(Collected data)
------------------------
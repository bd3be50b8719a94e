use super::{spinner, AppContext};
use crate::output::Output;
use color_eyre::Result;
use popcorn_core::{SearchFailure, SearchViewState, Session};
use std::sync::Arc;

pub async fn run_search(term: &str, output: &Output) -> Result<()> {
    let ctx = AppContext::load()?;
    let client = Arc::new(ctx.client()?);
    let mut session = Session::new(client, ctx.watched_store(), ctx.config.debounce_window());

    tracing::debug!(term = %term, "Search command started");
    let progress = spinner(output, &format!("Searching for \"{}\"...", term));
    session.search_now(term);
    session.settle().await;
    progress.finish_and_clear();

    match session.search().state() {
        SearchViewState::Ready(results) => {
            output.results(results);
            Ok(())
        }
        SearchViewState::Failed(SearchFailure::NotFound) => {
            output.warn(SearchFailure::NotFound.message());
            Ok(())
        }
        SearchViewState::Failed(failure) => Err(color_eyre::eyre::eyre!("{}", failure)),
        SearchViewState::Idle | SearchViewState::Loading => {
            output.warn("Nothing to search for");
            Ok(())
        }
    }
}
------------------------
_PROBLEM REQUIREMENTS_. Return, unchanged, the run of lines above that opens with the line containing "use std::sync::Arc;" and closes with the line containing "progress.finish_and_clear();". Include both.

_EXERCISE RESPONSE_.
use std::sync::Arc;

pub async fn run_search(term: &str, output: &Output) -> Result<()> {
    let ctx = AppContext::load()?;
    let client = Arc::new(ctx.client()?);
    let mut session = Session::new(client, ctx.watched_store(), ctx.config.debounce_window());

    tracing::debug!(term = %term, "Search command started");
    let progress = spinner(output, &format!("Searching for \"{}\"...", term));
    session.search_now(term);
    session.settle().await;
    progress.finish_and_clear();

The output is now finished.